Financement : L’étude a été financée par l’Australian Research Council (ARC DECRA : DE180101520), les subventions 153011 et 62842 des Instituts de recherche en santé du Canada (IRSC); ainsi que des subventions du Fonds de recherche du Québec (FRQ) Subvention #2020-VICO-279753, Réseau québécois de recherche sur le vieillissement.

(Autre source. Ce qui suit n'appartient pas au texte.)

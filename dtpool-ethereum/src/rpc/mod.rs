//! Thin Ethereum JSON-RPC client used by every contract facade.

use std::time::Duration;

use alloy::{
    primitives::{Bytes, B256, U256},
    rpc::{
        client::{ClientBuilder, ReqwestClient},
        types::{BlockNumberOrTag, TransactionRequest},
    },
    transports::{http::reqwest, RpcError as TransportError, TransportErrorKind},
};
use tracing::instrument;

use crate::{tx::TxReceipt, RpcError};

pub mod config;
mod retry;

use crate::rpc::{config::RpcRetryConfig, retry::RetryPolicy};

/// Wraps a [`ReqwestClient`] with the subset of Ethereum RPC methods the
/// client needs, plus retry logic for idempotent requests.
///
/// Cheap to clone: the `inner` client holds its transport behind an Arc.
#[derive(Clone, Debug)]
pub struct EthereumRpcClient {
    inner: ReqwestClient,
    retry_policy: RetryPolicy,
    url: String,
}

impl EthereumRpcClient {
    /// Creates a new client for the given RPC URL with default retry
    /// behavior (max retries 3, initial backoff 100ms, max backoff 5000ms).
    pub fn new(rpc_url: &str) -> Result<Self, RpcError> {
        let url = rpc_url
            .parse()
            .map_err(|e| RpcError::SetupError(format!("Invalid RPC URL: {e}")))?;

        let http_client = reqwest::ClientBuilder::new()
            .timeout(Duration::from_secs(30))
            .connect_timeout(Duration::from_secs(10))
            .pool_idle_timeout(Duration::from_secs(90))
            .tcp_nodelay(true)
            .build()
            .map_err(|e| RpcError::SetupError(format!("Failed to create HTTP client: {e}")))?;

        let inner = ClientBuilder::default().http_with_client(http_client, url);
        let retry_policy = RpcRetryConfig::default().into();

        Ok(Self { inner, retry_policy, url: rpc_url.to_string() })
    }

    pub fn get_url(&self) -> &str {
        &self.url
    }

    pub fn get_retry_config(&self) -> RpcRetryConfig {
        (&self.retry_policy).into()
    }

    pub fn with_retry(mut self, retry_config: RpcRetryConfig) -> Self {
        self.retry_policy = retry_config.into();
        self
    }

    /// Gets the current gas price in wei via `eth_gasPrice`.
    #[instrument(level = "debug", skip(self))]
    pub async fn get_gas_price(&self) -> Result<u128, RpcError> {
        let gas_price: U256 = self
            .retry_policy
            .retry_request(|| async {
                self.inner
                    .request_noparams("eth_gasPrice")
                    .await
            })
            .await
            .map_err(|e| RpcError::from_transport("Failed to get gas price", e))?;

        Ok(gas_price.to::<u128>())
    }

    /// Executes a read-only `eth_call` against the latest block and returns
    /// the raw return data.
    #[instrument(level = "debug", skip(self, request))]
    pub async fn call(&self, request: &TransactionRequest) -> Result<Bytes, RpcError> {
        self.retry_policy
            .retry_request(|| async {
                self.inner
                    .request("eth_call", (request, BlockNumberOrTag::Latest))
                    .await
            })
            .await
            .map_err(|e| Self::map_execution_error("eth_call failed", e))
    }

    /// Asks the node to estimate the gas the given transaction would use.
    #[instrument(level = "debug", skip(self, request))]
    pub async fn estimate_gas(&self, request: &TransactionRequest) -> Result<u64, RpcError> {
        let estimate: U256 = self
            .retry_policy
            .retry_request(|| async {
                self.inner
                    .request("eth_estimateGas", (request,))
                    .await
            })
            .await
            .map_err(|e| Self::map_execution_error("eth_estimateGas failed", e))?;

        u64::try_from(estimate)
            .map_err(|_| RpcError::InvalidResponse(format!("gas estimate out of range: {estimate}")))
    }

    /// Submits a transaction for signing and broadcast by the node's managed
    /// account via `eth_sendTransaction`.
    ///
    /// Issues exactly one attempt. A resend after an ambiguous failure could
    /// double-execute the call, so retrying is left to the caller.
    #[instrument(level = "debug", skip(self, request))]
    pub async fn send_transaction(&self, request: &TransactionRequest) -> Result<B256, RpcError> {
        self.inner
            .request("eth_sendTransaction", (request,))
            .await
            .map_err(|e| Self::map_execution_error("eth_sendTransaction failed", e))
    }

    /// Fetches the receipt for a transaction hash, `None` while pending.
    #[instrument(level = "debug", skip(self))]
    pub async fn get_transaction_receipt(
        &self,
        tx_hash: B256,
    ) -> Result<Option<TxReceipt>, RpcError> {
        self.retry_policy
            .retry_request(|| async {
                self.inner
                    .request("eth_getTransactionReceipt", (tx_hash,))
                    .await
            })
            .await
            .map_err(|e| {
                RpcError::from_transport(format!("Failed to get receipt for {tx_hash}"), e)
            })
    }

    /// Polls for the receipt of `tx_hash` until the node reports one.
    ///
    /// Inclusion time is unbounded on a congested chain, so there is no
    /// client-side timeout; callers wanting one should wrap this future in
    /// `tokio::time::timeout`.
    #[instrument(level = "debug", skip(self))]
    pub async fn wait_for_receipt(
        &self,
        tx_hash: B256,
        poll_interval: Duration,
    ) -> Result<TxReceipt, RpcError> {
        loop {
            if let Some(receipt) = self.get_transaction_receipt(tx_hash).await? {
                return Ok(receipt);
            }
            tokio::time::sleep(poll_interval).await;
        }
    }

    /// Preserves revert payloads from execution-style requests so callers can
    /// decode the reason; everything else degrades to a request error.
    fn map_execution_error(
        context: &str,
        err: TransportError<TransportErrorKind>,
    ) -> RpcError {
        if let TransportError::ErrorResp(payload) = &err {
            let message = payload.message.to_string();
            // Geth-style nodes report reverts as code 3 with ABI-encoded
            // return data; older ones only mention it in the message.
            if payload.code == 3 ||
                message
                    .to_lowercase()
                    .contains("revert")
            {
                let data = payload
                    .try_data_as::<String>()
                    .and_then(Result::ok);
                return RpcError::ExecutionReverted { message, data };
            }
        }
        RpcError::from_transport(context, err)
    }
}
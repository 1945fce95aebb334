//! The component graph a package exports to CMake.

use crate::builder::cmakedeps::naming::{
    component_target_name, root_target_name, validate_names, AliasTable, NameError,
};
use crate::core::cpp_info::{ComponentInfo, CppInfo};

/// One component with its resolved target name.
#[derive(Debug, Clone, PartialEq, Eq)]
pub struct ComponentTarget {
    /// Component name as declared in the manifest.
    pub name: String,
    /// Qualified CMake target name.
    pub target_name: String,
    pub aliases: AliasTable,
    /// Targets this component links: sibling component targets or external targets.
    pub requires: Vec<String>,
    pub info: ComponentInfo,
}

/// Root target, components and aliases of one package.
#[derive(Debug, Clone, PartialEq, Eq)]
pub struct ComponentGraph {
    pub package_name: String,
    pub root_target_name: String,
    pub root_aliases: AliasTable,
    pub root: ComponentInfo,
    /// Components in manifest (name) order.
    pub components: Vec<ComponentTarget>,
}

impl ComponentGraph {
    /// Resolve names for a package and validate them.
    pub fn new(package_name: &str, cpp_info: &CppInfo) -> Result<Self, NameError> {
        let root_target = root_target_name(package_name, cpp_info.root.target_name.as_deref());
        let root_aliases = AliasTable::for_target(&root_target, cpp_info.root.aliases.iter().cloned());

        let targets: Vec<(String, String)> = cpp_info
            .components
            .iter()
            .map(|(name, info)| {
                let target = component_target_name(&root_target, name, info.target_name.as_deref());
                (name.clone(), target)
            })
            .collect();

        let mut components = Vec::with_capacity(targets.len());
        for ((name, info), (_, target_name)) in cpp_info.components.iter().zip(&targets) {
            let requires = info
                .requires
                .iter()
                .map(|req| resolve_requirement(name, req, &targets))
                .collect::<Result<Vec<_>, _>>()?;

            components.push(ComponentTarget {
                name: name.clone(),
                target_name: target_name.clone(),
                aliases: AliasTable::for_target(target_name, info.aliases.iter().cloned()),
                requires,
                info: info.clone(),
            });
        }

        let graph = ComponentGraph {
            package_name: package_name.to_string(),
            root_target_name: root_target,
            root_aliases,
            root: cpp_info.root.clone(),
            components,
        };
        validate_names(
            &graph.root_target_name,
            &graph.component_target_names(),
            &graph.root_aliases,
            &graph.component_aliases(),
        )?;

        Ok(graph)
    }

    /// Component target names, in order.
    pub fn component_target_names(&self) -> Vec<String> {
        self.components.iter().map(|c| c.target_name.clone()).collect()
    }

    /// Per-component alias tables, in order.
    pub fn component_aliases(&self) -> Vec<(String, AliasTable)> {
        self.components
            .iter()
            .map(|c| (c.name.clone(), c.aliases.clone()))
            .collect()
    }

    pub fn has_components(&self) -> bool {
        !self.components.is_empty()
    }
}

/// A requirement is a sibling component name or a qualified external target.
fn resolve_requirement(
    component: &str,
    requirement: &str,
    targets: &[(String, String)],
) -> Result<String, NameError> {
    if let Some((_, target)) = targets.iter().find(|(name, _)| name == requirement) {
        return Ok(target.clone());
    }
    if requirement.contains("::") {
        return Ok(requirement.to_string());
    }
    Err(NameError::UnknownRequirement {
        component: component.to_string(),
        requirement: requirement.to_string(),
    })
}
//! `berth targets` command

use anyhow::Result;

use crate::cli::TargetsArgs;
use crate::commands::{current_package, settings};
use berth::CMakeDeps;
use berth::util::GlobalContext;

pub fn execute(args: TargetsArgs, ctx: &GlobalContext) -> Result<()> {
    let (package, config) = current_package(ctx)?;
    let settings = settings(&config, None, &[])?;

    let root = package.root().to_path_buf();
    let deps = CMakeDeps::new(
        &package,
        &settings,
        &root,
        &root,
        args.module_mode || config.find_module_mode(),
    )?
    .with_message_mode(config.message_mode());

    print!("{}", deps.targets_file().contents);
    Ok(())
}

À propos de ce régime et des nouvelles de la recherche sur le vieillissement

Auteur: Stéphanie Berger
La source: Université de Colombie
Contact: Stéphanie Berger—Université Columbia
Image: L’image est dans le domaine public

Recherche originale : Libre accès.
Associations multidimensionnelles entre l’apport en nutriments et le vieillissement en bonne santé chez l’homme‘ par Alan Cohen et al. Biologie BMC


abstrait

Associations multidimensionnelles entre l’apport en nutriments et le vieillissement en bonne santé chez l’homme

Contexte

On sait peu de choses sur la façon dont les variations normales des habitudes alimentaires humaines affectent le processus de vieillissement. À ce jour, la plupart des analyses du problème ont utilisé un paradigme unidimensionnel qui examine l’impact d’un seul nutriment sur un seul résultat. Notre capacité à comprendre le problème a peut-être été compliquée par le fait que la nutrition et la physiologie du vieillissement sont très complexes, multidimensionnelles et impliquent un grand nombre d’interactions fonctionnelles. Ici, nous appliquons le cadre géométrique multidimensionnel pour l’alimentation aux données biologiques sur le vieillissement de 1560 personnes âgées suivies sur quatre ans pour évaluer à grande échelle comment l’apport en nutriments est lié au processus de vieillissement.

Résultats

Le vieillissement et la perte d’homéostasie liée à l’âge (dérégulation physiologique) ont été quantifiés en intégrant des biomarqueurs sanguins. Les effets du régime alimentaire ont été modélisés à l’aide du cadre géométrique du régime alimentaire appliqué aux macronutriments et à 19 sous-classes de micronutriments/nutriments. Nous avons observé quatre modèles généraux : (1) Le niveau optimal d’apport en nutriments dépendait de la mesure de vieillissement utilisée. L’augmentation de l’apport en protéines a amélioré/diminué certains paramètres du vieillissement, tandis que l’augmentation des niveaux de glucides en a amélioré/diminué d’autres ; (2) il y avait des non-linéarités là où les niveaux moyens de nutriments donnaient de bons résultats pour de nombreux résultats (c’est-à-dire qu’il est préférable d’argumenter contre une simple perspective plus/moins); (3) Il existe une large tolérance pour les schémas d’apport en nutriments qui ne s’écartent pas trop des normes (« plateaux homéostatiques »). (4) Le niveau optimal d’un nutriment dépend souvent du niveau d’un autre (par exemple, la vitamine E et la vitamine C). Des approches d’analyse linéaire/univariée plus simples ne sont pas suffisantes pour saisir de telles associations. Nous présentons un outil interactif pour examiner les résultats dans l’espace d’alimentation de grande dimension.

Conclusion

En utilisant des techniques de modélisation multidimensionnelle pour tester les effets de l’apport en nutriments sur la dérégulation physiologique dans une population âgée, nous avons identifié des modèles clés de nutriments spécifiques associés à un vieillissement biologique minimal. Notre approche fournit une feuille de route pour les études futures afin d’explorer toute la complexité du paysage du vieillissement alimentaire.